● **EXERCISE INPUTS**
============

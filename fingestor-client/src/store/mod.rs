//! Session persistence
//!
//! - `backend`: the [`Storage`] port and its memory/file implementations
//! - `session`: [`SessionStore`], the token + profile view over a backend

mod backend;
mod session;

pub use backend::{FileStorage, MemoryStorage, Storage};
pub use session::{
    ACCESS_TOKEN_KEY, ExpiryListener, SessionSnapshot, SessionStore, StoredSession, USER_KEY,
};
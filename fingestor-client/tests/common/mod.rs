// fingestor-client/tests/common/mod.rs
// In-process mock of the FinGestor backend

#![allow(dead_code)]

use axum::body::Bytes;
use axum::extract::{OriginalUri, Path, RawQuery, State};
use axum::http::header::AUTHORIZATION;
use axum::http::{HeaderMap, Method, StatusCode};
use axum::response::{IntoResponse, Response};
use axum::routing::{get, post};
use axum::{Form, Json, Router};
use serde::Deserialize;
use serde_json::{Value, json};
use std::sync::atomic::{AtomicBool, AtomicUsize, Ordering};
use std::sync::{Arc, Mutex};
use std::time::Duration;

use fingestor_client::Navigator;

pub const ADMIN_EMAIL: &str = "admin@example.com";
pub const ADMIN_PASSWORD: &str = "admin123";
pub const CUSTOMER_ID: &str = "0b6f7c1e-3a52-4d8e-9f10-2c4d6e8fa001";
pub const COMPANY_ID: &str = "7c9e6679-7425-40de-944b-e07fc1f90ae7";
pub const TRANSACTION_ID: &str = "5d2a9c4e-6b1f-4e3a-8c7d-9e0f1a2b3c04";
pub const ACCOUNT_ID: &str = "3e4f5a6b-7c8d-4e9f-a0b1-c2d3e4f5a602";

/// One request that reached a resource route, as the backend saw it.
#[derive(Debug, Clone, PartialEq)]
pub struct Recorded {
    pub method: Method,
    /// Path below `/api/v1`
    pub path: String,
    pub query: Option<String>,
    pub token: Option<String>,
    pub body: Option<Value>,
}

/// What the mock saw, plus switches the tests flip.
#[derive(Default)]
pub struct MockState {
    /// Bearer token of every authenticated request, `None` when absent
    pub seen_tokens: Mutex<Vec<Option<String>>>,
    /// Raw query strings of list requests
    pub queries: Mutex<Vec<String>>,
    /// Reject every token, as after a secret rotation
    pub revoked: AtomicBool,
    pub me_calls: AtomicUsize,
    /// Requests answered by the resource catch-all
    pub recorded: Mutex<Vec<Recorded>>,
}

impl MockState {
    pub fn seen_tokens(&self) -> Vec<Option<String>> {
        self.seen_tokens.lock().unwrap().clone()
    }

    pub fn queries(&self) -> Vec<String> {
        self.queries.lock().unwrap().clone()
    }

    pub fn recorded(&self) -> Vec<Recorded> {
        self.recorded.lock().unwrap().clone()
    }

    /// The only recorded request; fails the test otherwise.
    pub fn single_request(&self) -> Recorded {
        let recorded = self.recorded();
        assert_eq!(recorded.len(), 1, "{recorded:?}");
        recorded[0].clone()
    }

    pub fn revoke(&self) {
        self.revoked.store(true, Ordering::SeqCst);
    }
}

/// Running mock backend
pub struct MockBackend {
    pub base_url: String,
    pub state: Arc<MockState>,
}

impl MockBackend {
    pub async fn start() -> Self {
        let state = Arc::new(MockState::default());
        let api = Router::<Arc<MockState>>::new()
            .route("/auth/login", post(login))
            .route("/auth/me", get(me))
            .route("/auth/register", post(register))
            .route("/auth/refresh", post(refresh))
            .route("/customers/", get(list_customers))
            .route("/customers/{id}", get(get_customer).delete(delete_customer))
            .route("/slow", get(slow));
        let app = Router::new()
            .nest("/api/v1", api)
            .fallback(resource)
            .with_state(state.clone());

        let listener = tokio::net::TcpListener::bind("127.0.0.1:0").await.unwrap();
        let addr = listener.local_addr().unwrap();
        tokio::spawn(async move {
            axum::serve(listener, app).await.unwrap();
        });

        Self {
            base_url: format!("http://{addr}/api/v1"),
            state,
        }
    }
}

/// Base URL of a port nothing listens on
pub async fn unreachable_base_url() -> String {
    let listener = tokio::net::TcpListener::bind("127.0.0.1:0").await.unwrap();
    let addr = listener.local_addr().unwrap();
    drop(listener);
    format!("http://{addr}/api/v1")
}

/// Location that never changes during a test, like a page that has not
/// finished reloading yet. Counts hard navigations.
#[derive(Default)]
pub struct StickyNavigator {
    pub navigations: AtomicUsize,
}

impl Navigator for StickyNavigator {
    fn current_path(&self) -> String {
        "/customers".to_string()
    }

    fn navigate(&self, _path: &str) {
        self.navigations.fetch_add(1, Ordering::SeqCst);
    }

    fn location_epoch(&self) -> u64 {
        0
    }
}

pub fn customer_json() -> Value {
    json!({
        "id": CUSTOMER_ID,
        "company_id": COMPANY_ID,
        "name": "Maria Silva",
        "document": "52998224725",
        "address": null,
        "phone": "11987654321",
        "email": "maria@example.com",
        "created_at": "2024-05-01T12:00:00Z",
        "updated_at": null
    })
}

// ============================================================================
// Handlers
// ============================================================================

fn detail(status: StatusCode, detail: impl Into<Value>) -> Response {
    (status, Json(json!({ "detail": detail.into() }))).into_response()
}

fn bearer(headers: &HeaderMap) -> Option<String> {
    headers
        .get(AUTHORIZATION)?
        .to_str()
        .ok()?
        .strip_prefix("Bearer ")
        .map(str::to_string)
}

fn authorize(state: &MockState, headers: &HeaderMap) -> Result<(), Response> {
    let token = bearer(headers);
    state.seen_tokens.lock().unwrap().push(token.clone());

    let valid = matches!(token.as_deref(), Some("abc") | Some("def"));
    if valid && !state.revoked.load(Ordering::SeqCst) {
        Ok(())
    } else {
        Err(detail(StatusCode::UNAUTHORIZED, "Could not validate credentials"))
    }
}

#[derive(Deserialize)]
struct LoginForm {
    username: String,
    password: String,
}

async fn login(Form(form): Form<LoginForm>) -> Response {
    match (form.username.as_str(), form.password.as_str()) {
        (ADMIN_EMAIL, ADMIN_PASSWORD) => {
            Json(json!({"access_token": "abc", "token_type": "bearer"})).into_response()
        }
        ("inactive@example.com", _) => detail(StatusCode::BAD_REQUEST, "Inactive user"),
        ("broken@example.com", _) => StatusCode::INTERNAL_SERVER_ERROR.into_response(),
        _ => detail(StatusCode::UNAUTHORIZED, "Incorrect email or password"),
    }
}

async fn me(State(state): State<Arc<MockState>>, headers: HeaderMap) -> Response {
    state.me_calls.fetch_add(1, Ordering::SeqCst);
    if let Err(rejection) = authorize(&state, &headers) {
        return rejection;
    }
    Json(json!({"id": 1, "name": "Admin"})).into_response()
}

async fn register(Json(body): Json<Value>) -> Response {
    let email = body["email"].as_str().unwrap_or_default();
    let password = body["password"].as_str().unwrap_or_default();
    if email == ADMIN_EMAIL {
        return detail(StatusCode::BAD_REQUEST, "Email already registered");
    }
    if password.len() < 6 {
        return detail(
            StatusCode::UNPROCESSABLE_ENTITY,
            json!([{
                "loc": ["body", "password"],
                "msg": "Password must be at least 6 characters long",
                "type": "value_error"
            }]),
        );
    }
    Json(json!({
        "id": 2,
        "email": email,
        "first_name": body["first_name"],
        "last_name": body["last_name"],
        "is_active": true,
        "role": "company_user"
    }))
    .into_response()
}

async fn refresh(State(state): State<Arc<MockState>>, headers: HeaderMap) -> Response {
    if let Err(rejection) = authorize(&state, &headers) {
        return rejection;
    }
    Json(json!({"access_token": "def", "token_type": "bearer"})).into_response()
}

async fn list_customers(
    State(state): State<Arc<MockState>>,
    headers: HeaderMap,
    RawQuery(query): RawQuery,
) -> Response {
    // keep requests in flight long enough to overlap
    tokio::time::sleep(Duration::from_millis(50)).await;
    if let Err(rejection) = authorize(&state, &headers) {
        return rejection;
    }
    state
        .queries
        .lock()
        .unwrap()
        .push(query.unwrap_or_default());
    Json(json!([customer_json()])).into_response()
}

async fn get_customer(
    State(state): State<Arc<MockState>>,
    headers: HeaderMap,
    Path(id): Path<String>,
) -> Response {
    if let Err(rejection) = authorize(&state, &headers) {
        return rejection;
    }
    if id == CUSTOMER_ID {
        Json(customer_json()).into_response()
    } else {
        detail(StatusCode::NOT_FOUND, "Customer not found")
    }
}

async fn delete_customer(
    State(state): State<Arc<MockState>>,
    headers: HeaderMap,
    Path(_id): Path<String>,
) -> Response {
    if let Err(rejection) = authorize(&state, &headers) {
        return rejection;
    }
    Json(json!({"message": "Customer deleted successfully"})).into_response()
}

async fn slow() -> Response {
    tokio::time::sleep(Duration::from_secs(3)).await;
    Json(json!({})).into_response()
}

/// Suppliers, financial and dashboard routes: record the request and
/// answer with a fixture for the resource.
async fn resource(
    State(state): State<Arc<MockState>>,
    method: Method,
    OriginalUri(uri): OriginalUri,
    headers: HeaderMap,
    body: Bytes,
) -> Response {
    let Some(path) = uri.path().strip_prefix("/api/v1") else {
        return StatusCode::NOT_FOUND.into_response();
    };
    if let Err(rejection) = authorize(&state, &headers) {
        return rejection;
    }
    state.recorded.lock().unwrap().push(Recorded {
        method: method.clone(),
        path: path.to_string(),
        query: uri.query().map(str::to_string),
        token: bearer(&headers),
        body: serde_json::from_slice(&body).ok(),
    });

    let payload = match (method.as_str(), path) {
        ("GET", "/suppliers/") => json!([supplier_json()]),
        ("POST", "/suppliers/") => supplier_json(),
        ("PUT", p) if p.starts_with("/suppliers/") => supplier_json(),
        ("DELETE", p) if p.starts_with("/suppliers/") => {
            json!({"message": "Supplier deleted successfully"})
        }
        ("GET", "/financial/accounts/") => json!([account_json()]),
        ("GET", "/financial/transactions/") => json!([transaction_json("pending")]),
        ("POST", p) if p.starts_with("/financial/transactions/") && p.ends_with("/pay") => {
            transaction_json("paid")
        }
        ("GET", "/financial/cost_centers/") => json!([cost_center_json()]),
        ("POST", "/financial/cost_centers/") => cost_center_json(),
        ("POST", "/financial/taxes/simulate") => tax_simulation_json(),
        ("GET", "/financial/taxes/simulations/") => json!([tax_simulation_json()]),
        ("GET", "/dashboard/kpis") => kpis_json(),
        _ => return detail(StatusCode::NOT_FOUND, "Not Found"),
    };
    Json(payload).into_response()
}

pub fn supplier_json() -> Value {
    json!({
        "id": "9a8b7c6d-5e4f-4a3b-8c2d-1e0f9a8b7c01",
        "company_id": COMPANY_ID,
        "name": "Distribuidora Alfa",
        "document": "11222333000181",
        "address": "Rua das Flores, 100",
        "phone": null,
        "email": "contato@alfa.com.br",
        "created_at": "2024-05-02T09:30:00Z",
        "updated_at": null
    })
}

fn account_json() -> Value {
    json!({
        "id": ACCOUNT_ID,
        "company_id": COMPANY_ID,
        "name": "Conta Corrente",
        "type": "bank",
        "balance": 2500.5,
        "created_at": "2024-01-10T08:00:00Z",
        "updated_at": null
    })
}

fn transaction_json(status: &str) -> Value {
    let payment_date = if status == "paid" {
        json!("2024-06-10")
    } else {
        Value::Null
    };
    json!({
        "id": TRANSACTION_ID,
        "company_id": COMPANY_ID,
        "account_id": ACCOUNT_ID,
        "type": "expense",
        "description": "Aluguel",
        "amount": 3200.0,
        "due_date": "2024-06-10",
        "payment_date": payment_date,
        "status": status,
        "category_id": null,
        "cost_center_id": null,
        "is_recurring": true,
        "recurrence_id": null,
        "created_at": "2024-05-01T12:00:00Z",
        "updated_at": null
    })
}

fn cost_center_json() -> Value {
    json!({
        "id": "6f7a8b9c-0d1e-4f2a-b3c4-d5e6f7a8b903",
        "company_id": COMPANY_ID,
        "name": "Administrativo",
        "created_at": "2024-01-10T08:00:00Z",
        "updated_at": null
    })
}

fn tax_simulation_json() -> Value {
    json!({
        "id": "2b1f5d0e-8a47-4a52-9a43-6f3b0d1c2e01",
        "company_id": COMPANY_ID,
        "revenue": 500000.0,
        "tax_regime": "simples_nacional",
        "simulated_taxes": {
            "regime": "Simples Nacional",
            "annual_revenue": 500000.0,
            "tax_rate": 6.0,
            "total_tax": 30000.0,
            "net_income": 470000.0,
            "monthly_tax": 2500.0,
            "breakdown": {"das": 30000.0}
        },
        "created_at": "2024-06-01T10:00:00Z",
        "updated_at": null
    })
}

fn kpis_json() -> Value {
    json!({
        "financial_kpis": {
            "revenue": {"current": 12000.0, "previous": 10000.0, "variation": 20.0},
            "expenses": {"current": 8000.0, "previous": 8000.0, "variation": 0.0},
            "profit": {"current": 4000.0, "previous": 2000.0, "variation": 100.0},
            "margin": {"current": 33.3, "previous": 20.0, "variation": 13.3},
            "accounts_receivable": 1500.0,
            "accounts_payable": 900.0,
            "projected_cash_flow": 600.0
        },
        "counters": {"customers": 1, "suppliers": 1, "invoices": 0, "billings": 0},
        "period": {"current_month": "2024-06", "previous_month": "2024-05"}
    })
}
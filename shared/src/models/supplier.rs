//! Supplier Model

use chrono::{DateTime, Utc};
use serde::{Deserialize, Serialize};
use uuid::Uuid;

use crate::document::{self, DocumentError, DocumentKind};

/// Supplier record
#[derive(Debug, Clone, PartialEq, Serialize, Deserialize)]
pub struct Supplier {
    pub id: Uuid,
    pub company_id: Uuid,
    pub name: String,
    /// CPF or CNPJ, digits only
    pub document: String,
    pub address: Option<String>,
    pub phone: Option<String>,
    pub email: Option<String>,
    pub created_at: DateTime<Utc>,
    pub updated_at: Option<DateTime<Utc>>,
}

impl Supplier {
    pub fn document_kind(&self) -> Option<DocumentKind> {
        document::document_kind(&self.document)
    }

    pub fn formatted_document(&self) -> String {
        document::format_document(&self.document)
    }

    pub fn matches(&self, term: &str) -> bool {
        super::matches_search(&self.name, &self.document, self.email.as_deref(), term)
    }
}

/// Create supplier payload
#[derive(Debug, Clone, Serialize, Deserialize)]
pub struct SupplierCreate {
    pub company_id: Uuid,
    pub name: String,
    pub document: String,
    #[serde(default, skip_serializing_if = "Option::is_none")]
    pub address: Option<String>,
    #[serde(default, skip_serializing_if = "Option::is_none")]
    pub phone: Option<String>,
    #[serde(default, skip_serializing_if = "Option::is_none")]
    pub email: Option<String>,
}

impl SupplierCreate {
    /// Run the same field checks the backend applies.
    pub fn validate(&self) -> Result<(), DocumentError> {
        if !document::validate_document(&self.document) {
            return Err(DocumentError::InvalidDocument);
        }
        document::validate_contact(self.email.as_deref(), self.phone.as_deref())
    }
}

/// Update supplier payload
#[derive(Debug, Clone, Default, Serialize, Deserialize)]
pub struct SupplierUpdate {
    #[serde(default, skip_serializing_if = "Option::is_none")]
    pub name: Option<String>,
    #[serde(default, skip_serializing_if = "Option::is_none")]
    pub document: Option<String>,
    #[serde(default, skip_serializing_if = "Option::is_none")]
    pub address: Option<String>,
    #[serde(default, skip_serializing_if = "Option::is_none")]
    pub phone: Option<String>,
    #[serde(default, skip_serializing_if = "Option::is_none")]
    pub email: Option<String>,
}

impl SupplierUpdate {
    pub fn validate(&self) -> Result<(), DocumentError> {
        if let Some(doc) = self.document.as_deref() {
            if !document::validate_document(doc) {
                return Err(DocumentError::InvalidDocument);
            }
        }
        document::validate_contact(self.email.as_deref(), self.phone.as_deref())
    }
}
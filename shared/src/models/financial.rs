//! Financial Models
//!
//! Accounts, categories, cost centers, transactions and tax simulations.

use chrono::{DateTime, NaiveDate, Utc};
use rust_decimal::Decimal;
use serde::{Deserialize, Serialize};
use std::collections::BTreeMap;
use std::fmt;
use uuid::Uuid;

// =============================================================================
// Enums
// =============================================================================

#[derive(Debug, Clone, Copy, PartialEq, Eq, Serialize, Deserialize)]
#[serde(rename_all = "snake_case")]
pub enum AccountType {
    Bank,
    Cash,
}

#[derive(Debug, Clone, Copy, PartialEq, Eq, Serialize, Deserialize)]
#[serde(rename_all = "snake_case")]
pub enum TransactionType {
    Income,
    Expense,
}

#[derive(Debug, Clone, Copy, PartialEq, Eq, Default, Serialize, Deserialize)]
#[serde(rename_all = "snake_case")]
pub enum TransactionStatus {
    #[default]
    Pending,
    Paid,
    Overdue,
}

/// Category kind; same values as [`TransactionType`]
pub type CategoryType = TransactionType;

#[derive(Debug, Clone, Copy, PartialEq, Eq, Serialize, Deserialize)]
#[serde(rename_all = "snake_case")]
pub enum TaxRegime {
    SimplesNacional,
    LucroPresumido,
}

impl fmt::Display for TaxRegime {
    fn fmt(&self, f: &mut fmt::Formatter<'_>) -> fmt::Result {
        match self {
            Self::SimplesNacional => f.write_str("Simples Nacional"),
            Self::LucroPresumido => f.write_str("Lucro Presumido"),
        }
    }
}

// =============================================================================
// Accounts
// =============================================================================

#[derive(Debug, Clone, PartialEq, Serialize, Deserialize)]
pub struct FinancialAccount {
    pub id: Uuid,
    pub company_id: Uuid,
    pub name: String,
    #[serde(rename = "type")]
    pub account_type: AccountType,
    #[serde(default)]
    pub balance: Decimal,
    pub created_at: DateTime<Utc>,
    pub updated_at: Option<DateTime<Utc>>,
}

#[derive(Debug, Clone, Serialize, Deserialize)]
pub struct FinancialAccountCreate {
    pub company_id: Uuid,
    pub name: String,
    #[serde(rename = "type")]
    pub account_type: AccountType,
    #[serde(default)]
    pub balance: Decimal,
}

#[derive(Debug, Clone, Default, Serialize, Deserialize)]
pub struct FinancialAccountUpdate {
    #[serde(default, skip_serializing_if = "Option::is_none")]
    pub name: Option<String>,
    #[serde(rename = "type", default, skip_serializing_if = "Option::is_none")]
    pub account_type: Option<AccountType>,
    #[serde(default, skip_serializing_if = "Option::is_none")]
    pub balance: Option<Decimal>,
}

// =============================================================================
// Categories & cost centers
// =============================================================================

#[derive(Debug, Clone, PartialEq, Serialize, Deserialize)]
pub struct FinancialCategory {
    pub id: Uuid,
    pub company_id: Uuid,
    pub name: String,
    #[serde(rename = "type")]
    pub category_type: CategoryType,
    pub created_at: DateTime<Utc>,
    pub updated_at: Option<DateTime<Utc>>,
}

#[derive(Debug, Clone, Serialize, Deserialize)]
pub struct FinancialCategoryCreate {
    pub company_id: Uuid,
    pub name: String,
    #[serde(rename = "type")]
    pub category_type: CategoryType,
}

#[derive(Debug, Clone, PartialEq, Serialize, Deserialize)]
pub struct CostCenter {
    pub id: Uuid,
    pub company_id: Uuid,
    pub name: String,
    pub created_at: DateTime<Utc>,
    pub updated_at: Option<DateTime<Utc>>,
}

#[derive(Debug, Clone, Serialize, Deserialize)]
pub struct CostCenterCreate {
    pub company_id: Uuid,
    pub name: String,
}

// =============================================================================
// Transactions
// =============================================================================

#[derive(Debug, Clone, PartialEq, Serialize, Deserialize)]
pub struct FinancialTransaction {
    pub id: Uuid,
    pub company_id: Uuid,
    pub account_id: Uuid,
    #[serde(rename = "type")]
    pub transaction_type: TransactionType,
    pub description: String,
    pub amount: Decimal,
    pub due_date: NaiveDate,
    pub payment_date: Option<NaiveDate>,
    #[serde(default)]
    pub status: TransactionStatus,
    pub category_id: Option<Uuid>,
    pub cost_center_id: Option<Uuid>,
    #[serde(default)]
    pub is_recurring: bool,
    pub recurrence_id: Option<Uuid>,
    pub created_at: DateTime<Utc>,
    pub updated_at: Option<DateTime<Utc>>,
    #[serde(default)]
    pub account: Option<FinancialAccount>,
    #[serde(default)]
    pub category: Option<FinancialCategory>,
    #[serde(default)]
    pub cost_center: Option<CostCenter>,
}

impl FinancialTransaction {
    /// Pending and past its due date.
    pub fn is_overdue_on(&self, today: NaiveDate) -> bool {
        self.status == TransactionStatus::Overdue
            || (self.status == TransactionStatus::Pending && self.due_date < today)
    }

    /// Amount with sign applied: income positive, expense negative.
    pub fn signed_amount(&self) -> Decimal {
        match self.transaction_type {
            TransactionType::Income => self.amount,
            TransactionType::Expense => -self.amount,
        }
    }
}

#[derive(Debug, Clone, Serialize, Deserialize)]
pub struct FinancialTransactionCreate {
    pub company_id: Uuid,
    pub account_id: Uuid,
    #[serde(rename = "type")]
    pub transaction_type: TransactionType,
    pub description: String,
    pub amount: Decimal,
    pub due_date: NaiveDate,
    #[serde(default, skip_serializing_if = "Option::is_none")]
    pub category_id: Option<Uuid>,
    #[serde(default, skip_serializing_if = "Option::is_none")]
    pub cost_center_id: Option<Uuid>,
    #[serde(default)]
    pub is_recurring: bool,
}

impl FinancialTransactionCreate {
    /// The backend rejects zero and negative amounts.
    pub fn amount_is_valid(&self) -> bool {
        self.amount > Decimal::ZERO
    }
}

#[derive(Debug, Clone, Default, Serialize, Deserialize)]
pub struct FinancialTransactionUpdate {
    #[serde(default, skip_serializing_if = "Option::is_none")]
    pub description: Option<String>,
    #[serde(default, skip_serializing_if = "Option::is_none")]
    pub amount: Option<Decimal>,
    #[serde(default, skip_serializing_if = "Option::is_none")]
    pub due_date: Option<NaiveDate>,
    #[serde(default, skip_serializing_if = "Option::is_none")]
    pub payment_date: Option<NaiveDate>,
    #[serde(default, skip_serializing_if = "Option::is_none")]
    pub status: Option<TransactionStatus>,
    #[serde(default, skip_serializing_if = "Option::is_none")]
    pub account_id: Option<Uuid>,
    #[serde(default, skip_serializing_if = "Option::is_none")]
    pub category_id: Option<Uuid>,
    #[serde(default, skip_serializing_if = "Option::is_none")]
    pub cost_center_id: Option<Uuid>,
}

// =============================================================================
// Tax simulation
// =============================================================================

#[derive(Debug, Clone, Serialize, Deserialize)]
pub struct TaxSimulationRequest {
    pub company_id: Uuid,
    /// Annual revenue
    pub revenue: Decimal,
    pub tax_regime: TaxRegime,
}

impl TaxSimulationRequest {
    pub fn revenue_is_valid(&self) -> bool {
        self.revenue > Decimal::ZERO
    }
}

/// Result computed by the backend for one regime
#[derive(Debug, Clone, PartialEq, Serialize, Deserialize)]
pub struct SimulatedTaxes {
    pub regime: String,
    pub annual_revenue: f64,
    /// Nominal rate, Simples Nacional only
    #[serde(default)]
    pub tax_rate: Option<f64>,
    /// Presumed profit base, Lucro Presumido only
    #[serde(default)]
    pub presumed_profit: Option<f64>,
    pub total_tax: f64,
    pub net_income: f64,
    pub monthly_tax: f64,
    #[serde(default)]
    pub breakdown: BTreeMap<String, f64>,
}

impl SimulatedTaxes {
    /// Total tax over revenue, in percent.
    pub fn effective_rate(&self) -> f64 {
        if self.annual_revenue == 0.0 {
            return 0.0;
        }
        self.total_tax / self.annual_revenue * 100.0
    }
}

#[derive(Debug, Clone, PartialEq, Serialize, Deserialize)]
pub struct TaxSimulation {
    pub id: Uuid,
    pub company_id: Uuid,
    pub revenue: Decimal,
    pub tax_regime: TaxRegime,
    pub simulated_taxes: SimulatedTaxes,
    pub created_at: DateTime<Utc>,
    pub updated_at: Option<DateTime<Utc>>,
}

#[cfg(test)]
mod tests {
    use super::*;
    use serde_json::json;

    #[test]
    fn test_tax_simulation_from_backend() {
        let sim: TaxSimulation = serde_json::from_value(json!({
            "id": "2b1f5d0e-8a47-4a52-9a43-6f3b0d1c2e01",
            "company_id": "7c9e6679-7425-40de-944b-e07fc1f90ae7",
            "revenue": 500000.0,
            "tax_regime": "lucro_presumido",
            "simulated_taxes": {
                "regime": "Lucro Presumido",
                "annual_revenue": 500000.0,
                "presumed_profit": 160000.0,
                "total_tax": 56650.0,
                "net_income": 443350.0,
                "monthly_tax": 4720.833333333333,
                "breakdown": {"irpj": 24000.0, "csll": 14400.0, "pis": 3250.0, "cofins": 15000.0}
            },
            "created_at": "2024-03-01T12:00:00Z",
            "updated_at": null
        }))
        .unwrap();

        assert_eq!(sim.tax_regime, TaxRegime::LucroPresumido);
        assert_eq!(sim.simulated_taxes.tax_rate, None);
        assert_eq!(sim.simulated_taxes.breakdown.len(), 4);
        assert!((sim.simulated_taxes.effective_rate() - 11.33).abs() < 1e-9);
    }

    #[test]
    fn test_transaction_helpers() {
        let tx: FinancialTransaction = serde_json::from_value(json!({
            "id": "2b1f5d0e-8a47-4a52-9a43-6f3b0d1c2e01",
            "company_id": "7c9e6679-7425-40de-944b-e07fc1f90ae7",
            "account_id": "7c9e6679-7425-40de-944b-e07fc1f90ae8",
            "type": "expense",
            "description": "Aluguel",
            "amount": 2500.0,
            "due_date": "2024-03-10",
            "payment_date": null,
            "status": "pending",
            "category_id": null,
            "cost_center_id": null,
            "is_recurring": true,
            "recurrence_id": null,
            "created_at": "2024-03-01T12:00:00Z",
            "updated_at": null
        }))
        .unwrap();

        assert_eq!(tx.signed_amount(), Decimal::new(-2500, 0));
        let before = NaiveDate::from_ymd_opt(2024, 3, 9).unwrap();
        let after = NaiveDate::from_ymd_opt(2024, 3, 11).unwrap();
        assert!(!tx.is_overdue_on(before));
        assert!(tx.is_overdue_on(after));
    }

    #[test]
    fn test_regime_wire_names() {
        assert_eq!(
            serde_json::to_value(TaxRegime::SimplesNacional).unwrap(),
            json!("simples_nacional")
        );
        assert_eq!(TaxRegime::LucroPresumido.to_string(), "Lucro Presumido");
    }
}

============

● **EXERCISE OBJECTIVE**
In the listing above, find the line containing "use std::time::Duration;" and the line containing "pub const COMPANY_ID: &str". Output them and every line between, exactly, and nothing else.

● **TASK OUTPUT**
use std::time::Duration;

use fingestor_client::Navigator;

pub const ADMIN_EMAIL: &str = "admin@example.com";
pub const ADMIN_PASSWORD: &str = "admin123";
pub const CUSTOMER_ID: &str = "0b6f7c1e-3a52-4d8e-9f10-2c4d6e8fa001";
pub const COMPANY_ID: &str = "7c9e6679-7425-40de-944b-e07fc1f90ae7";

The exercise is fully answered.